To do: Your output should be the entries below, from the first line up to and including the line with "b.is_ascii_uppercase() || b.is_ascii_digit())", reproduced exactly and with no other lines.

════════

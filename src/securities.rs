use rusqlite::{Connection, OptionalExtension};
use serde::Serialize;

use crate::error::{parse_iso_date, BookError, Result};

#[derive(Debug, Clone, Serialize)]
pub struct Security {
    pub id: i64,
    pub name: String,
    pub isin: String,
    pub symbol: Option<String>,
    pub currency: String,
}

#[derive(Debug, Clone, Serialize)]
pub struct Holding {
    pub security_id: i64,
    pub name: String,
    pub isin: String,
    pub quantity: f64,
    pub cost_basis: f64,
    pub latest_price: Option<f64>,
    pub price_date: Option<String>,
    pub market_value: Option<f64>,
    pub unrealized: Option<f64>,
}

/// ISIN check: two-letter country, nine alphanumerics, Luhn check digit over
/// the base-36 expansion.
pub fn is_valid_isin(isin: &str) -> bool {
    let bytes = isin.as_bytes();
    if bytes.len() != 12
        || !bytes[..2].iter().all(|b| b.is_ascii_uppercase())
        || !bytes[2..11].iter().all(|b| b.is_ascii_uppercase() || b.is_ascii_digit())
        || !bytes[11].is_ascii_digit()
    {
        return false;
    }
    let mut digits = Vec::with_capacity(22);
    for c in isin[..11].chars() {
        let Some(v) = c.to_digit(36) else {
            return false;
        };
        if v >= 10 {
            digits.push(v / 10);
        }
        digits.push(v % 10);
    }
    let sum: u32 = digits
        .iter()
        .rev()
        .enumerate()
        .map(|(i, d)| {
            if i % 2 == 0 {
                let doubled = d * 2;
                if doubled > 9 { doubled - 9 } else { doubled }
            } else {
                *d
            }
        })
        .sum();
    let check = (10 - sum % 10) % 10;
    isin[11..].parse::<u32>().map(|d| d == check).unwrap_or(false)
}

pub fn add_security(
    conn: &Connection,
    name: &str,
    isin: &str,
    symbol: Option<&str>,
    currency: &str,
) -> Result<i64> {
    let isin = isin.trim().to_uppercase();
    if !is_valid_isin(&isin) {
        return Err(BookError::InvalidInput(format!("'{isin}' is not a valid ISIN")));
    }
    conn.execute(
        "INSERT INTO securities (name, isin, symbol, currency) VALUES (?1, ?2, ?3, ?4)",
        rusqlite::params![name, isin, symbol, currency],
    )?;
    Ok(conn.last_insert_rowid())
}

pub fn list_securities(conn: &Connection) -> Result<Vec<Security>> {
    let mut stmt = conn.prepare(
        "SELECT id, name, isin, symbol, currency FROM securities WHERE is_active = 1 ORDER BY name",
    )?;
    let rows = stmt
        .query_map([], |row| {
            Ok(Security {
                id: row.get(0)?,
                name: row.get(1)?,
                isin: row.get(2)?,
                symbol: row.get(3)?,
                currency: row.get(4)?,
            })
        })?
        .collect::<std::result::Result<Vec<_>, _>>()?;
    Ok(rows)
}

/// Look a security up by ISIN, symbol or name, in that order.
pub fn find_security_id(conn: &Connection, key: &str) -> Result<i64> {
    conn.query_row(
        "SELECT id FROM securities WHERE isin = upper(?1) OR symbol = ?1 OR name = ?1 \
         ORDER BY (isin = upper(?1)) DESC, (symbol = ?1) DESC LIMIT 1",
        [key],
        |row| row.get(0),
    )
    .optional()?
    .ok_or_else(|| BookError::UnknownSecurity(key.to_string()))
}

pub fn resolve_security(conn: &Connection, key: Option<&str>) -> Result<Option<i64>> {
    key.map(|k| find_security_id(conn, k)).transpose()
}

pub fn set_price(conn: &Connection, key: &str, date: &str, price: f64) -> Result<()> {
    let security_id = find_security_id(conn, key)?;
    parse_iso_date(date)?;
    if price < 0.0 {
        return Err(BookError::InvalidInput("price must not be negative".into()));
    }
    conn.execute(
        "INSERT INTO security_prices (security_id, price_date, price) VALUES (?1, ?2, ?3) \
         ON CONFLICT(security_id, price_date) DO UPDATE SET price = excluded.price",
        rusqlite::params![security_id, date, price],
    )?;
    Ok(())
}

pub fn holdings(conn: &Connection) -> Result<Vec<Holding>> {
    let mut stmt = conn.prepare(
        "SELECT s.id, s.name, s.isin, SUM(p.quantity), -SUM(p.amount), \
                (SELECT price FROM security_prices sp WHERE sp.security_id = s.id \
                 ORDER BY price_date DESC LIMIT 1), \
                (SELECT price_date FROM security_prices sp WHERE sp.security_id = s.id \
                 ORDER BY price_date DESC LIMIT 1) \
         FROM securities s JOIN postings p ON p.security_id = s.id \
         GROUP BY s.id HAVING abs(SUM(p.quantity)) > 1e-9 \
         ORDER BY s.name",
    )?;
    let rows = stmt
        .query_map([], |row| {
            let quantity: f64 = row.get(3)?;
            let cost_basis: f64 = row.get(4)?;
            let latest_price: Option<f64> = row.get(5)?;
            let market_value = latest_price.map(|p| p * quantity);
            Ok(Holding {
                security_id: row.get(0)?,
                name: row.get(1)?,
                isin: row.get(2)?,
                quantity,
                cost_basis,
                latest_price,
                price_date: row.get(6)?,
                market_value,
                unrealized: market_value.map(|v| v - cost_basis),
            })
        })?
        .collect::<std::result::Result<Vec<_>, _>>()?;
    Ok(rows)
}

#[cfg(test)]
mod tests {
    use super::*;
    use crate::db::test_db;

    #[test]
    fn test_isin_validation() {
        assert!(is_valid_isin("IE00B4L5Y983"));
        assert!(is_valid_isin("US0378331005"));
        assert!(is_valid_isin("DE0005140008"));
        assert!(!is_valid_isin("IE00B4L5Y984"));
        assert!(!is_valid_isin("ie00b4l5y983"));
        assert!(!is_valid_isin("IE00B4L5Y98"));
    }

    #[test]
    fn test_add_security_rejects_bad_isin() {
        let (_dir, conn) = test_db();
        assert!(add_security(&conn, "Junk", "XX0000000000", None, "EUR").is_err());
        add_security(&conn, "World ETF", "ie00b4l5y983", Some("EUNL"), "EUR").unwrap();
        assert_eq!(list_securities(&conn).unwrap()[0].isin, "IE00B4L5Y983");
    }

    #[test]
    fn test_find_by_isin_symbol_or_name() {
        let (_dir, conn) = test_db();
        let id = add_security(&conn, "World ETF", "IE00B4L5Y983", Some("EUNL"), "EUR").unwrap();
        assert_eq!(find_security_id(&conn, "IE00B4L5Y983").unwrap(), id);
        assert_eq!(find_security_id(&conn, "EUNL").unwrap(), id);
        assert_eq!(find_security_id(&conn, "World ETF").unwrap(), id);
        assert!(matches!(find_security_id(&conn, "Gold"), Err(BookError::UnknownSecurity(_))));
    }

    #[test]
    fn test_holdings_valuation() {
        let (_dir, conn) = test_db();
        conn.execute("INSERT INTO accounts (name, account_type) VALUES ('Depot', 'depot')", [])
            .unwrap();
        let id = add_security(&conn, "World ETF", "IE00B4L5Y983", None, "EUR").unwrap();
        for (date, amount, qty) in [("2025-01-02", -800.0, 10.0), ("2025-02-03", -420.0, 5.0), ("2025-03-03", 170.0, -2.0)] {
            conn.execute(
                "INSERT INTO postings (account_id, booking_date, valuta_date, amount, description, security_id, quantity) \
                 VALUES (1, ?1, ?1, ?2, 'trade', ?3, ?4)",
                rusqlite::params![date, amount, id, qty],
            )
            .unwrap();
        }
        set_price(&conn, "IE00B4L5Y983", "2025-03-01", 80.0).unwrap();
        set_price(&conn, "IE00B4L5Y983", "2025-03-31", 90.0).unwrap();
        set_price(&conn, "IE00B4L5Y983", "2025-03-31", 95.0).unwrap();

        let h = &holdings(&conn).unwrap()[0];
        assert_eq!(h.quantity, 13.0);
        assert_eq!(h.cost_basis, 1050.0);
        assert_eq!(h.latest_price, Some(95.0));
        assert_eq!(h.price_date.as_deref(), Some("2025-03-31"));
        assert_eq!(h.market_value, Some(1235.0));
        assert_eq!(h.unrealized, Some(185.0));
    }

    #[test]
    fn test_sold_out_positions_are_hidden() {
        let (_dir, conn) = test_db();
        conn.execute("INSERT INTO accounts (name, account_type) VALUES ('Depot', 'depot')", [])
            .unwrap();
        let id = add_security(&conn, "Apple", "US0378331005", None, "USD").unwrap();
        for (amount, qty) in [(-100.0, 1.0), (120.0, -1.0)] {
            conn.execute(
                "INSERT INTO postings (account_id, booking_date, valuta_date, amount, description, security_id, quantity) \
                 VALUES (1, '2025-01-02', '2025-01-02', ?1, 'trade', ?2, ?3)",
                rusqlite::params![amount, id, qty],
            )
            .unwrap();
        }
        assert!(holdings(&conn).unwrap().is_empty());
    }
}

════════

Response area:
filename src/securities.rs
use rusqlite::{Connection, OptionalExtension};
use serde::Serialize;

use crate::error::{parse_iso_date, BookError, Result};

#[derive(Debug, Clone, Serialize)]
pub struct Security {
    pub id: i64,
    pub name: String,
    pub isin: String,
    pub symbol: Option<String>,
    pub currency: String,
}

#[derive(Debug, Clone, Serialize)]
pub struct Holding {
    pub security_id: i64,
    pub name: String,
    pub isin: String,
    pub quantity: f64,
    pub cost_basis: f64,
    pub latest_price: Option<f64>,
    pub price_date: Option<String>,
    pub market_value: Option<f64>,
    pub unrealized: Option<f64>,
}

/// ISIN check: two-letter country, nine alphanumerics, Luhn check digit over
/// the base-36 expansion.
pub fn is_valid_isin(isin: &str) -> bool {
    let bytes = isin.as_bytes();
    if bytes.len() != 12
        || !bytes[..2].iter().all(|b| b.is_ascii_uppercase())
        || !bytes[2..11].iter().all(|b| b.is_ascii_uppercase() || b.is_ascii_digit())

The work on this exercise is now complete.